- Born: July 25, 1905 Prospect Park, New Jersey
- Died: March 27, 1982 (aged 76) Ridgewood, New Jersey
- Occupation: Public Health Nurse
- Parent(s): Elisabeth ("Betty") (De Vries) Moerkerk Leonard Moerkerk Bernard Pollack (biological father)

= Lini De Vries =

Lini M. De Vries (July 25, 1905 – March 27, 1982), born Lena Moerkerk in Prospect Park, New Jersey, was a Dutch–American author, public health nurse, and teacher. She worked as chief of American Hospital Number 3 on the Madrid-Valencia Road during the Spanish Civil War and later organized health clinics in New Mexico, California, and Puerto Rico. She moved to Mexico in 1949 after her membership in the Communist Party was exposed. In Mexico, De Vries taught medicine and public health to indigenous villagers in the Papaloapan River Basin in Oaxaca; taught anthropology and public health at the University of Veracruz; was a founder of CIDOC, a religious, educational and cultural school; and helped found Cemanahuac, an educational community in Cuernavaca, Mexico.

==Early life and family==
Dutch was the language of her childhood home, and De Vries did not learn English until she attended grammar school. After completing the sixth grade, De Vries was sent to work in silk mills. Her work and experience in the silk mills is detailed in her autobiography (1979) Up from the Cellar. In 1921, De Vries' left the silk mills to work for a telephone company in Paterson, New Jersey. In 1925, she matriculated to a nurses training program at New Rochelle Hospital Training School for Nurses in New York. After receiving her nursing degree, De Vries married Wilbur Fuhr (June 5, 1928). A daughter, Mary Lee, was born to the couple in 1930. Shortly after Mary Lee's birth, Fuhr died unexpectedly. De Vries remarried in 1943 to Lou Stoumen and gave birth to a second daughter, Toby, in 1946. Stoumen and De Vries divorced in 1949.

==Life Work==

De Vries is remembered for her work as a public health nurse in Mexico. Before living in Mexico, De Vries joined the Communist Party in 1935. Two years later, in 1937, she volunteered to travel to Spain with the Medical Bureau to Aid Spanish Democracy, which provided medical care for the international brigades and Spanish anti-fascist fighters during the Spanish Civil War. She was at the Madrid front in February 1937 during the Battle of Jarama. "Within four hours after the battle had begun, we had 93 wounded. Our hospital was equipped for fifty," writes De Vries of the battle in her memoirs.

Later, she was sent to Villa Paz where she oversaw the administration of the hospital of Castillejo. Recounting her efforts to sustain the running of the hospital, De Vries managed to convince the male soldiers to participate in the chores needed to free nursing hands, including dish-washing, scrubbing, washing, digging latrines. Her memoirs describe her time at Castillejo as revolutionary in the co-operative that was being formed. Moreover, she writes of the concerns of farmers and soldiers to their own futures, which led to the opening of new clinics and even new trenches that included special sections for classroom work. As such, she remembers this as a time of idealism: "This was a crusade for the freedom of man."

Upon her return to the United States, De Vries embarked on a fundraising lecture tour. When the lecture tour concluded, De Vries worked as a nurse and public health educator. She held positions with the San Miguel County Public Health Demonstration Unit in New Mexico, the Department of Public Health in Puerto Rico, and the Agricultural Workers Health and Medical Association of Southern California.

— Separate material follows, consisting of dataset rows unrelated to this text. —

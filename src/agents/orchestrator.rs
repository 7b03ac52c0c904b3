//! Agent 编排器
//!
//! 每条消息的主流程：分类 → 按名分派给专家 → 把路由元数据附到响应上。
//! 未注册的分类结果落到 support；连默认专家都缺失时返回罐头降级响应。
//! process_message 对调用方绝不抛错。

use std::collections::HashMap;
use std::sync::Arc;

use serde::{Deserialize, Serialize};

use crate::llm::ChatClient;
use crate::memory::Message;
use crate::tools::DemoStore;

use super::presets::{billing_agent, order_agent, support_agent};
use super::router::{RouterClassifier, DEFAULT_AGENT};
use super::specialist::{AgentResponse, ChatSettings, SpecialistAgent};

/// 附加在响应上的路由元数据。selected_agent 记录分类器的原始输出，
/// 即便它命中了未注册的名字而实际由 support 兜底处理
#[derive(Clone, Debug, Serialize, Deserialize)]
pub struct RoutingMeta {
    pub selected_agent: String,
    pub confidence: f64,
    pub reasoning: String,
}

/// 编排器最终输出：专家响应 + 路由元数据
#[derive(Clone, Debug, Serialize, Deserialize)]
pub struct OrchestratorResponse {
    #[serde(flatten)]
    pub response: AgentResponse,
    pub routing: RoutingMeta,
}

/// 单个专家的对外说明
#[derive(Clone, Debug, Serialize)]
pub struct AgentInfo {
    pub name: String,
    pub description: String,
    pub tools: Vec<String>,
}

/// 编排器：一个路由分类器 + 按名索引的专家集合
pub struct AgentOrchestrator {
    router: RouterClassifier,
    agents: HashMap<String, Arc<SpecialistAgent>>,
}

impl AgentOrchestrator {
    pub fn new(router: RouterClassifier) -> Self {
        Self {
            router,
            agents: HashMap::new(),
        }
    }

    pub fn register(&mut self, agent: SpecialistAgent) {
        self.agents.insert(agent.name().to_string(), Arc::new(agent));
    }

    /// 处理单条用户消息；任何内部失败都折叠为降级响应，绝不向调用方抛错
    pub async fn process_message(
        &self,
        message: &str,
        history: &[Message],
    ) -> OrchestratorResponse {
        let decision = self.router.route(message, history).await;
        tracing::info!(
            agent = %decision.agent,
            confidence = decision.confidence,
            "routing decision"
        );

        let specialist = self
            .agents
            .get(&decision.agent)
            .or_else(|| self.agents.get(DEFAULT_AGENT));
        let Some(specialist) = specialist else {
            tracing::error!(agent = %decision.agent, "no specialist registered, using canned fallback");
            return Self::error_fallback();
        };

        let response = specialist.process(message, history).await;
        OrchestratorResponse {
            response,
            routing: RoutingMeta {
                selected_agent: decision.agent,
                confidence: decision.confidence,
                reasoning: decision.reasoning,
            },
        }
    }

    /// 查询一个或全部专家的信息（按名排序，输出稳定）
    pub fn agent_info(&self, name: Option<&str>) -> Vec<AgentInfo> {
        let mut infos: Vec<AgentInfo> = self
            .agents
            .values()
            .filter(|a| name.is_none() || name == Some(a.name()))
            .map(|a| AgentInfo {
                name: a.name().to_string(),
                description: a.description().to_string(),
                tools: a.tool_names(),
            })
            .collect();
        infos.sort_by(|a, b| a.name.cmp(&b.name));
        infos
    }

    /// 最终兜底：专家集合为空（或 support 未注册且分类命中未知名字）时的罐头响应
    fn error_fallback() -> OrchestratorResponse {
        OrchestratorResponse {
            response: AgentResponse {
                content: "I apologize, but I encountered an error processing your request. \
                          How can I help you?"
                    .to_string(),
                agent: DEFAULT_AGENT.to_string(),
                tool_calls: None,
                error: Some("no specialist agent available".to_string()),
            },
            routing: RoutingMeta {
                selected_agent: DEFAULT_AGENT.to_string(),
                confidence: 0.0,
                reasoning: "Error fallback".to_string(),
            },
        }
    }
}

/// 装配完整生产编排器：路由器与三个预置专家共享同一个客户端与数据源
pub fn build_orchestrator(
    llm: Arc<dyn ChatClient>,
    store: Arc<DemoStore>,
    settings: ChatSettings,
) -> AgentOrchestrator {
    let mut orchestrator = AgentOrchestrator::new(RouterClassifier::new(llm.clone()));
    orchestrator.register(support_agent(llm.clone(), store.clone(), settings));
    orchestrator.register(order_agent(llm.clone(), store.clone(), settings));
    orchestrator.register(billing_agent(llm, store, settings));
    orchestrator
}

De Vries moved to Mexico in 1949. She was the director of health education for the Comisión del Papaloapan serving the indigenous communities in the Papaloapan River Valley in the states of Oaxaca and Veracruz. She was also an instructor of public health at the Universidad Veracruzana in Jalapa, Veracruz, and established summer schools for foreign students both there and at the Universidad de Morelos in Cuernavaca. In 1962, a presidential decree granted De Vries Mexican citizenship (her American citizenship was withdrawn in 1963.)

==Publications==
- 1959: El Sótano ("The Cellar"), an autobiography that recounts her life from childhood to 1925 was published (in various versions) in both Spanish and English.
- 1965: España 1937: Memorias, an account of De Vries' experience providing medical care for the international brigades and Spanish anti-fascist fighters during Spanish Civil War.
- 1969: The People of the Mountains: Health Education Among Indian Communities in Oaxaca, Mexico details De Vries' work with the Comisión del Papaloapan.
- 1972: Please, God, Take Care of the Mule describes De Vries's life in Mexico from 1949 to 1962
- 1979: Up From the Cellar recounts her life from 1905 through 1962.

==Death==

Lini De Vries died at age 76 on March 27, 1982, of several strokes following surgery, in Ridgewood, New Jersey. She is buried at Fair Lawn Memorial Cemetery.